The present invention relates to an angle transducer suitable for use with a system for measuring and transmitting a controlled torque from a drive shaft. More specifically, the transducer can be used in a web spooling mechanism which reduces tension transients in a web as the web is wound onto a spool coupled to the chuck.
In order to maximize spooling efficiency, it is important to wind web material on a spool at a very high angular velocity in a very short cycle time. For example, it would be desirable to wind approximately 1.5 to 2.0 meters of photographic film onto a spool at peak angular velocities of about 7,000 rpm in a cycle time of 500 to 700 milliseconds. The film to be wound onto the spool is fed through a pair of metering rolls to the spool, and during the winding operation the portion of the film between the spool and the metering rolls is under tension.
The tension in the film being wound onto the spool may change rapidly for several reasons. More specifically, a film spool typically has a core of a generally cylindrical configuration. However, the spool core may not be precisely cylindrical, especially when the spool is molded from plastic materials. Also, one end of the film may be attached to the core by a strip of tape so that after one convolution of film is wound onto the core the film encounters a sharp change in diameter due to wrapping of the film over the end of the film attached to the core. In addition, the film spool is mounted between a rotatable spool holder, known as a tail stock, which engages one end of the spool, and a chuck which is coupled to the other end of the spool to drive the spool. This mounting of the spool is not precise and, as a result, the spool may be rotated about an axis that is offset slightly from the axis of the core of the spool. Each of these factors result in periodic angular acceleration of the spool and winding mechanism inertia during winding that are generally characterized as "radial runout". Such acceleration induces high frequency periodic tension transients in the film which are linearly proportional to the sum of the spool inertia and the inertia of the mechanism rigidly coupled to the spool. The inertia of the mechanism coupled to the spool is typically several orders of magnitude more than that of the film spool. The factors that contribute to radial runout are clearly undesirable, especially at the very high angular velocities and short cycle times mentioned previously.
If film is wound onto a spool while the film is under an excessive amount of tension so called "pressure marks" can be formed on the film. Pressure marks are formed at the point where the film wraps over the leading edge of the film on the spool while the film is being subjected to excessively high tension. This defect can occur not only in the first convolution of film but in successive convolutions as well. Pressure marks can be avoided by controlling tension in the film.
In some winding and spooling apparatus it is possible to contact the web directly to sense the tension in the web and then control the wind up apparatus to maintain the desired tension in the web. However, in prior film spooling apparatus there is little or no space available for such control apparatus. Also, photographic film is easily scratched by contact-type sensors, and film is not acceptable for use when scratched in the image areas of the film. Accordingly, it is not practical to use such film tension sensing and control apparatus in spooling mechanisms for photographic film.
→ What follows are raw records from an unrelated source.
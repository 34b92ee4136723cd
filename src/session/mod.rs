//! Per-session nickname context.
//!
//! A [`NicknameSession`] owns every piece of nickname state for one remote
//! session: cache, pending inquiries, export queue. Closing it (or dropping it)
//! releases all of that state; nothing is kept in process-wide maps.

mod registry;
pub use registry::*;


use std::sync::Arc;

use tokio::sync::broadcast;
use tokio_util::sync::CancellationToken;
use tracing::debug;
use tracing::info;
use tracing::instrument;

use crate::dispatch;
use crate::metrics::register_custom_metrics;
use crate::Error;
use crate::EventHandler;
use crate::FlushFailure;
use crate::IdentityKey;
use crate::IdentityPolicy;
use crate::InboundEvent;
use crate::NameResolver;
use crate::NicknameList;
use crate::NicknameMutator;
use crate::NicknameRecord;
use crate::NicknameStore;
use crate::RequestCorrelator;
use crate::Result;
use crate::SubmissionBatcher;
use crate::SubmissionSink;
use crate::SyncConfig;
use crate::Transport;
use crate::WriteConfirmation;

const SESSION_ID_LEN: usize = 12;

pub struct NicknameSession {
    id: String,
    store: Arc<NicknameStore>,
    correlator: Arc<RequestCorrelator>,
    transport: Arc<dyn Transport>,
    resolver: NameResolver,
    mutator: NicknameMutator,
    batcher: SubmissionBatcher,
    closed: CancellationToken,
}

impl NicknameSession {
    /// Validates `config` and wires a new session. Must be called inside a
    /// tokio runtime; the export flush loop is spawned here.
    pub fn start(
        config: SyncConfig,
        transport: Arc<dyn Transport>,
        sink: Arc<dyn SubmissionSink>,
        policy: Arc<dyn IdentityPolicy>,
    ) -> Result<Self> {
        let config = config.validate()?;
        register_custom_metrics();

        let store = Arc::new(NicknameStore::new());
        let correlator = Arc::new(RequestCorrelator::new());
        let resolver = NameResolver::new(
            store.clone(),
            correlator.clone(),
            transport.clone(),
            policy.clone(),
            config.resolver.inquiry_timeout(),
        );
        let mutator = NicknameMutator::new(store.clone(), transport.clone(), policy);
        let batcher = SubmissionBatcher::start(sink, &config.batcher);

        let id = nanoid::nanoid!(SESSION_ID_LEN);
        info!(session = %id, "nickname session started");

        Ok(Self {
            id,
            store,
            correlator,
            transport,
            resolver,
            mutator,
            batcher,
            closed: CancellationToken::new(),
        })
    }

    pub fn id(&self) -> &str {
        &self.id
    }

    pub fn is_closed(&self) -> bool {
        self.closed.is_cancelled()
    }

    /// See [`NameResolver::resolve`].
    #[instrument(skip(self), fields(session = %self.id))]
    pub async fn resolve(
        &self,
        key: IdentityKey,
    ) -> Result<Option<String>> {
        self.ensure_open()?;
        self.resolver.resolve(key).await
    }

    /// See [`NicknameMutator::set_nickname`].
    #[instrument(skip(self, nickname), fields(session = %self.id))]
    pub async fn set_nickname(
        &self,
        key: IdentityKey,
        nickname: &str,
    ) -> Result<()> {
        self.ensure_open()?;
        self.mutator.set_nickname(key, nickname).await
    }

    /// Current cache contents, sorted by key.
    pub fn list_cached_entries(&self) -> Vec<NicknameRecord> {
        self.store.entries()
    }

    pub fn enqueue_for_export(
        &self,
        key: IdentityKey,
        nickname: impl Into<String>,
    ) {
        self.batcher.enqueue(key, nickname);
    }

    pub fn subscribe_failures(&self) -> broadcast::Receiver<FlushFailure> {
        self.batcher.subscribe_failures()
    }

    /// Applies one inbound event. Events arriving after `close` are ignored.
    #[instrument(skip(self, event), fields(session = %self.id, event = event.name()))]
    pub fn handle_event(
        &self,
        event: InboundEvent,
    ) {
        if self.is_closed() {
            debug!("session closed, event ignored");
            return;
        }
        dispatch(self, event);
    }

    /// Flushes the export queue, ends pending waits and drops the cache.
    /// Later calls are no-ops.
    pub async fn close(&self) {
        if self.closed.is_cancelled() {
            return;
        }
        self.closed.cancel();

        self.batcher.shutdown().await;
        self.correlator.clear();
        self.store.clear();
        info!(session = %self.id, "nickname session closed");
    }

    pub fn store(&self) -> &Arc<NicknameStore> {
        &self.store
    }

    pub fn correlator(&self) -> &Arc<RequestCorrelator> {
        &self.correlator
    }

    fn ensure_open(&self) -> Result<()> {
        if self.is_closed() {
            return Err(Error::SessionClosed(self.id.clone()));
        }
        Ok(())
    }

    fn learned(
        &self,
        key: IdentityKey,
        nickname: &str,
    ) {
        self.correlator.signal(&key);
        if !nickname.is_empty() {
            self.batcher.enqueue(key, nickname);
        }
    }
}

impl EventHandler for NicknameSession {
    fn on_nickname_list(
        &self,
        list: NicknameList,
    ) {
        self.store.apply_list(&list);
        for entry in &list.entries {
            let nickname = if list.removal { "" } else { entry.nickname.as_str() };
            self.learned(entry.key, nickname);
        }
    }

    fn on_nickname_changed(
        &self,
        key: IdentityKey,
        nickname: String,
        is_echo: bool,
    ) {
        self.store.apply_point_change(key, &nickname, is_echo);
        self.learned(key, &nickname);
    }

    fn on_write_confirmed(
        &self,
        confirmation: WriteConfirmation,
    ) {
        if !self.transport.complete_write(confirmation) {
            debug!(job_id = %confirmation.job_id, "confirmation matched no pending write");
        }
    }

    fn on_presence_updated(
        &self,
        key: IdentityKey,
    ) {
        self.correlator.signal(&key);
    }
}

impl std::fmt::Debug for NicknameSession {
    fn fmt(
        &self,
        f: &mut std::fmt::Formatter<'_>,
    ) -> std::fmt::Result {
        f.debug_struct("NicknameSession")
            .field("id", &self.id)
            .field("cached", &self.store.len())
            .field("closed", &self.is_closed())
            .finish()
    }
}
It is known in the art to provide a torque meter, dynamometer, or the like for measuring the amount of torque being applied from a prime mover to a load. Some such prior systems employ incremental encoders on opposite ends of a torsionally stressed element but process the output in a way which precludes torque angle measurement at zero angular velocity. Such devices are not practical for use with web winding apparatus to solve the problem of isolation of apparatus inertia from a web, and avoiding the problems of runout as discussed above. Thus, it is desirable to provide a transducer that senses and produces a signal indicative of the forces exerted by drive and driven members so that an angle can be measured and used for controlling the drive.